■ **Exercise requirements**
Each line of the data below must be reproduced without any change.

=== Provided data ===

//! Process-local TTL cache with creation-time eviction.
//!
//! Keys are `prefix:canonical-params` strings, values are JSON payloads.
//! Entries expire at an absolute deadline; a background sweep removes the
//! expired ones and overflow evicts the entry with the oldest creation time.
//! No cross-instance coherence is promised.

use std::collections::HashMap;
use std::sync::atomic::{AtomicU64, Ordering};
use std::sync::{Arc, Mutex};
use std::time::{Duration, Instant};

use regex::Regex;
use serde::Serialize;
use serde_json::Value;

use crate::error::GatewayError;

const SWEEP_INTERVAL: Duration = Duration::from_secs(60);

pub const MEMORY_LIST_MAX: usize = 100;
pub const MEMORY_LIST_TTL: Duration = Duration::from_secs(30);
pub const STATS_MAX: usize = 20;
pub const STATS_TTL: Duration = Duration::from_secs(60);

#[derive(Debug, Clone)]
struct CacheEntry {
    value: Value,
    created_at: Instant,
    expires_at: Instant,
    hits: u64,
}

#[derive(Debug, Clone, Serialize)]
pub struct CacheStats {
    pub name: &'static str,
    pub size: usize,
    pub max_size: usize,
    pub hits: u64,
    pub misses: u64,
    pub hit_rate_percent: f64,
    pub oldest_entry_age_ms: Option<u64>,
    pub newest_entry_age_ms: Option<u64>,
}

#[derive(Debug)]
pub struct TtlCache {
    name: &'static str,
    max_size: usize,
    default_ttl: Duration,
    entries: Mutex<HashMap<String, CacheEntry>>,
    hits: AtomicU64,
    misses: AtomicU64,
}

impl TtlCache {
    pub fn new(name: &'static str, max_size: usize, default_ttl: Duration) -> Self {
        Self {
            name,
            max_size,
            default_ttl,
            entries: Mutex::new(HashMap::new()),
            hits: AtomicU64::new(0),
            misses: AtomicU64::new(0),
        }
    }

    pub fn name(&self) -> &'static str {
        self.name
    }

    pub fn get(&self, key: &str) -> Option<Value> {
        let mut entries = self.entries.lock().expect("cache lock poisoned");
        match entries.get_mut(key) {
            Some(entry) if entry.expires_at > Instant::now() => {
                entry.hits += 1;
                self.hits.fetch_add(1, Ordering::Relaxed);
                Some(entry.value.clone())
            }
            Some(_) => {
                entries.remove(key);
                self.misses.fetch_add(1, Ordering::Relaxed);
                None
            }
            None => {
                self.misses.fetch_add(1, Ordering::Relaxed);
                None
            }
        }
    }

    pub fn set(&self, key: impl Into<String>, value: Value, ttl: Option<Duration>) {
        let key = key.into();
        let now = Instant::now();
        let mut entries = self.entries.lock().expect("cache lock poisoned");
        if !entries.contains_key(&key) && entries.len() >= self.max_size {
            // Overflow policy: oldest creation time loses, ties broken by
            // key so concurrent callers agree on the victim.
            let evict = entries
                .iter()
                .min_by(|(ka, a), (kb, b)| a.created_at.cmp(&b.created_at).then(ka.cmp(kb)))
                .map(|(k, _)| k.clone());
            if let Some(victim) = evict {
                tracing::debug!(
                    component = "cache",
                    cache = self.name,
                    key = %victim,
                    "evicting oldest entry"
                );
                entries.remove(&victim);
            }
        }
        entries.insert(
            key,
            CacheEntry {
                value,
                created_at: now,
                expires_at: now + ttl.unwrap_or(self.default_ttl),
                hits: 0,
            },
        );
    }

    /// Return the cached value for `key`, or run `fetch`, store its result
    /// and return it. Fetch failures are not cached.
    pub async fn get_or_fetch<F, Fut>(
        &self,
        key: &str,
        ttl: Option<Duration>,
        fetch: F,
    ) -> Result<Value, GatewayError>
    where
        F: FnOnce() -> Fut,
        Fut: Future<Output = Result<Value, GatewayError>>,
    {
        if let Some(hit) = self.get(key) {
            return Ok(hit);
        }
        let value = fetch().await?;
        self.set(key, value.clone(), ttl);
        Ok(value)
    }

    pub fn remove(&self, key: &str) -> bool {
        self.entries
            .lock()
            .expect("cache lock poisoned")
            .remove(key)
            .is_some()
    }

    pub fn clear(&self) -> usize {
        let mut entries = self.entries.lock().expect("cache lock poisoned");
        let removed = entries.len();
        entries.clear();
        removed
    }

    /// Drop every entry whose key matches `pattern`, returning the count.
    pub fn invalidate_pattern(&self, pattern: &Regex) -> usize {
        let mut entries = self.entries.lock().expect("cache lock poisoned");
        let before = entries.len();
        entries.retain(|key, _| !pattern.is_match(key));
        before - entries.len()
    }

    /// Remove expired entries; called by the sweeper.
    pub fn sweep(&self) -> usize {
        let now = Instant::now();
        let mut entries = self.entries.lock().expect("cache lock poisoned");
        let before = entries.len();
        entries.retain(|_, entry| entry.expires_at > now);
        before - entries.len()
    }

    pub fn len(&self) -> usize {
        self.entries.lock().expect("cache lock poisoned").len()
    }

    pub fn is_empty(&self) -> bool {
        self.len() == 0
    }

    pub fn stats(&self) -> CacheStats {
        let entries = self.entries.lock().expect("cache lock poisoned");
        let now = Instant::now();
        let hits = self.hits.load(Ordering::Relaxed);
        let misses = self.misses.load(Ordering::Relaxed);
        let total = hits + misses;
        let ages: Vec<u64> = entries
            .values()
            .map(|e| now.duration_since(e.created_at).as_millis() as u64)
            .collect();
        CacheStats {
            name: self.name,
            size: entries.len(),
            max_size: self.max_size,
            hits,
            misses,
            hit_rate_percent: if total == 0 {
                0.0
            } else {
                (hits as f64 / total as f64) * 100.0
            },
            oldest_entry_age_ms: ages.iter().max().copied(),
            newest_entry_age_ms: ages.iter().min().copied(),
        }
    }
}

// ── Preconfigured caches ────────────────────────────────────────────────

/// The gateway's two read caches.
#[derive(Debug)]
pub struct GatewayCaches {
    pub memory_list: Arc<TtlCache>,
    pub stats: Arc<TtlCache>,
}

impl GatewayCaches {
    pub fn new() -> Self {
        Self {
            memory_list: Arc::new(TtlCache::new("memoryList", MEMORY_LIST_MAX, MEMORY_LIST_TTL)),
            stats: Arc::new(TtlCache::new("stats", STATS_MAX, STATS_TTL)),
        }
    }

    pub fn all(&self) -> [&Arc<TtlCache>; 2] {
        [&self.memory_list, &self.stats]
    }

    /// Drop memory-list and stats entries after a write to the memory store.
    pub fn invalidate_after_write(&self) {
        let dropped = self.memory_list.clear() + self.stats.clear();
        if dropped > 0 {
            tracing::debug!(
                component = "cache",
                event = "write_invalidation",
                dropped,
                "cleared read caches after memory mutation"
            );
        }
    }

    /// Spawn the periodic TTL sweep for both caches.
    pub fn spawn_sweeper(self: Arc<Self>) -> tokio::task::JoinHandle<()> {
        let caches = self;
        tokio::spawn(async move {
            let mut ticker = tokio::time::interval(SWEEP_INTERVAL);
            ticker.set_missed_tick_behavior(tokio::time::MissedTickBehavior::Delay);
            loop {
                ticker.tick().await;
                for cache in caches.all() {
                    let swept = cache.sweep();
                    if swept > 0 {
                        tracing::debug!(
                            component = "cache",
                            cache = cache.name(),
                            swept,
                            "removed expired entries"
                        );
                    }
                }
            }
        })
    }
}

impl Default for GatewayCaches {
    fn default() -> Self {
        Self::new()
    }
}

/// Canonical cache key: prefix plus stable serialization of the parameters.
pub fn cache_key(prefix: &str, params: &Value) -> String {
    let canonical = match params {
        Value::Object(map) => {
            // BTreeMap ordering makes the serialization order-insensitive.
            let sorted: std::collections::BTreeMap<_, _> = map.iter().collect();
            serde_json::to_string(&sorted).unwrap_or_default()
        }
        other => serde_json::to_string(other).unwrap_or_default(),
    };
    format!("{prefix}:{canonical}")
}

===

■ **Answer section**
//! Process-local TTL cache with creation-time eviction.
//!
//! Keys are `prefix:canonical-params` strings, values are JSON payloads.
//! Entries expire at an absolute deadline; a background sweep removes the
//! expired ones and overflow evicts the entry with the oldest creation time.
//! No cross-instance coherence is promised.

use std::collections::HashMap;
use std::sync::atomic::{AtomicU64, Ordering};
use std::sync::{Arc, Mutex};
use std::time::{Duration, Instant};

use regex::Regex;
use serde::Serialize;
use serde_json::Value;

use crate::error::GatewayError;

const SWEEP_INTERVAL: Duration = Duration::from_secs(60);

pub const MEMORY_LIST_MAX: usize = 100;
pub const MEMORY_LIST_TTL: Duration = Duration::from_secs(30);
pub const STATS_MAX: usize = 20;
pub const STATS_TTL: Duration = Duration::from_secs(60);

#[derive(Debug, Clone)]
struct CacheEntry {
    value: Value,
    created_at: Instant,
    expires_at: Instant,
    hits: u64,
}

#[derive(Debug, Clone, Serialize)]
pub struct CacheStats {
    pub name: &'static str,
    pub size: usize,
    pub max_size: usize,
    pub hits: u64,
    pub misses: u64,
    pub hit_rate_percent: f64,
    pub oldest_entry_age_ms: Option<u64>,
    pub newest_entry_age_ms: Option<u64>,
}

#[derive(Debug)]
pub struct TtlCache {
    name: &'static str,
    max_size: usize,
    default_ttl: Duration,
    entries: Mutex<HashMap<String, CacheEntry>>,
    hits: AtomicU64,
    misses: AtomicU64,
}

impl TtlCache {
    pub fn new(name: &'static str, max_size: usize, default_ttl: Duration) -> Self {
        Self {
            name,
            max_size,
            default_ttl,
            entries: Mutex::new(HashMap::new()),
            hits: AtomicU64::new(0),
            misses: AtomicU64::new(0),
        }
    }

    pub fn name(&self) -> &'static str {
        self.name
    }

    pub fn get(&self, key: &str) -> Option<Value> {
        let mut entries = self.entries.lock().expect("cache lock poisoned");
        match entries.get_mut(key) {
            Some(entry) if entry.expires_at > Instant::now() => {
                entry.hits += 1;
                self.hits.fetch_add(1, Ordering::Relaxed);
                Some(entry.value.clone())
            }
            Some(_) => {
                entries.remove(key);
                self.misses.fetch_add(1, Ordering::Relaxed);
                None
            }
            None => {
                self.misses.fetch_add(1, Ordering::Relaxed);
                None
            }
        }
    }

    pub fn set(&self, key: impl Into<String>, value: Value, ttl: Option<Duration>) {
        let key = key.into();
        let now = Instant::now();
        let mut entries = self.entries.lock().expect("cache lock poisoned");
        if !entries.contains_key(&key) && entries.len() >= self.max_size {
            // Overflow policy: oldest creation time loses, ties broken by
            // key so concurrent callers agree on the victim.
            let evict = entries
                .iter()
                .min_by(|(ka, a), (kb, b)| a.created_at.cmp(&b.created_at).then(ka.cmp(kb)))
                .map(|(k, _)| k.clone());
            if let Some(victim) = evict {
                tracing::debug!(
                    component = "cache",
                    cache = self.name,
                    key = %victim,
                    "evicting oldest entry"
                );
                entries.remove(&victim);
            }
        }
        entries.insert(
            key,
            CacheEntry {
                value,
                created_at: now,
                expires_at: now + ttl.unwrap_or(self.default_ttl),
                hits: 0,
            },
        );
    }

    /// Return the cached value for `key`, or run `fetch`, store its result
    /// and return it. Fetch failures are not cached.
    pub async fn get_or_fetch<F, Fut>(
        &self,
        key: &str,
        ttl: Option<Duration>,
        fetch: F,
    ) -> Result<Value, GatewayError>
    where
        F: FnOnce() -> Fut,
        Fut: Future<Output = Result<Value, GatewayError>>,
    {
        if let Some(hit) = self.get(key) {
            return Ok(hit);
        }
        let value = fetch().await?;
        self.set(key, value.clone(), ttl);
        Ok(value)
    }

    pub fn remove(&self, key: &str) -> bool {
        self.entries
            .lock()
            .expect("cache lock poisoned")
            .remove(key)
            .is_some()
    }

    pub fn clear(&self) -> usize {
        let mut entries = self.entries.lock().expect("cache lock poisoned");
        let removed = entries.len();
        entries.clear();
        removed
    }

    /// Drop every entry whose key matches `pattern`, returning the count.
    pub fn invalidate_pattern(&self, pattern: &Regex) -> usize {
        let mut entries = self.entries.lock().expect("cache lock poisoned");
        let before = entries.len();
        entries.retain(|key, _| !pattern.is_match(key));
        before - entries.len()
    }

    /// Remove expired entries; called by the sweeper.
    pub fn sweep(&self) -> usize {
        let now = Instant::now();
        let mut entries = self.entries.lock().expect("cache lock poisoned");
        let before = entries.len();
        entries.retain(|_, entry| entry.expires_at > now);
        before - entries.len()
    }

    pub fn len(&self) -> usize {
        self.entries.lock().expect("cache lock poisoned").len()
    }

    pub fn is_empty(&self) -> bool {
        self.len() == 0
    }

    pub fn stats(&self) -> CacheStats {
        let entries = self.entries.lock().expect("cache lock poisoned");
        let now = Instant::now();
        let hits = self.hits.load(Ordering::Relaxed);
        let misses = self.misses.load(Ordering::Relaxed);
        let total = hits + misses;
        let ages: Vec<u64> = entries
            .values()
            .map(|e| now.duration_since(e.created_at).as_millis() as u64)
            .collect();
        CacheStats {
            name: self.name,
            size: entries.len(),
            max_size: self.max_size,
            hits,
            misses,
            hit_rate_percent: if total == 0 {
                0.0
            } else {
                (hits as f64 / total as f64) * 100.0
            },
            oldest_entry_age_ms: ages.iter().max().copied(),
            newest_entry_age_ms: ages.iter().min().copied(),
        }
    }
}

// ── Preconfigured caches ────────────────────────────────────────────────

/// The gateway's two read caches.
#[derive(Debug)]
pub struct GatewayCaches {
    pub memory_list: Arc<TtlCache>,
    pub stats: Arc<TtlCache>,
}

impl GatewayCaches {
    pub fn new() -> Self {
        Self {
            memory_list: Arc::new(TtlCache::new("memoryList", MEMORY_LIST_MAX, MEMORY_LIST_TTL)),
            stats: Arc::new(TtlCache::new("stats", STATS_MAX, STATS_TTL)),
        }
    }

    pub fn all(&self) -> [&Arc<TtlCache>; 2] {
        [&self.memory_list, &self.stats]
    }

    /// Drop memory-list and stats entries after a write to the memory store.
    pub fn invalidate_after_write(&self) {
        let dropped = self.memory_list.clear() + self.stats.clear();
        if dropped > 0 {
            tracing::debug!(
                component = "cache",
                event = "write_invalidation",
                dropped,
                "cleared read caches after memory mutation"
            );
        }
    }

    /// Spawn the periodic TTL sweep for both caches.
    pub fn spawn_sweeper(self: Arc<Self>) -> tokio::task::JoinHandle<()> {
        let caches = self;
        tokio::spawn(async move {
            let mut ticker = tokio::time::interval(SWEEP_INTERVAL);
            ticker.set_missed_tick_behavior(tokio::time::MissedTickBehavior::Delay);
            loop {
                ticker.tick().await;
                for cache in caches.all() {
                    let swept = cache.sweep();
                    if swept > 0 {
                        tracing::debug!(
                            component = "cache",
                            cache = cache.name(),
                            swept,
                            "removed expired entries"
                        );
                    }
                }
            }
        })
    }
}

impl Default for GatewayCaches {
    fn default() -> Self {
        Self::new()
    }
}

/// Canonical cache key: prefix plus stable serialization of the parameters.
pub fn cache_key(prefix: &str, params: &Value) -> String {
    let canonical = match params {
        Value::Object(map) => {
            // BTreeMap ordering makes the serialization order-insensitive.
            let sorted: std::collections::BTreeMap<_, _> = map.iter().collect();
            serde_json::to_string(&sorted).unwrap_or_default()
        }
        other => serde_json::to_string(other).unwrap_or_default(),
    };
    format!("{prefix}:{canonical}")
}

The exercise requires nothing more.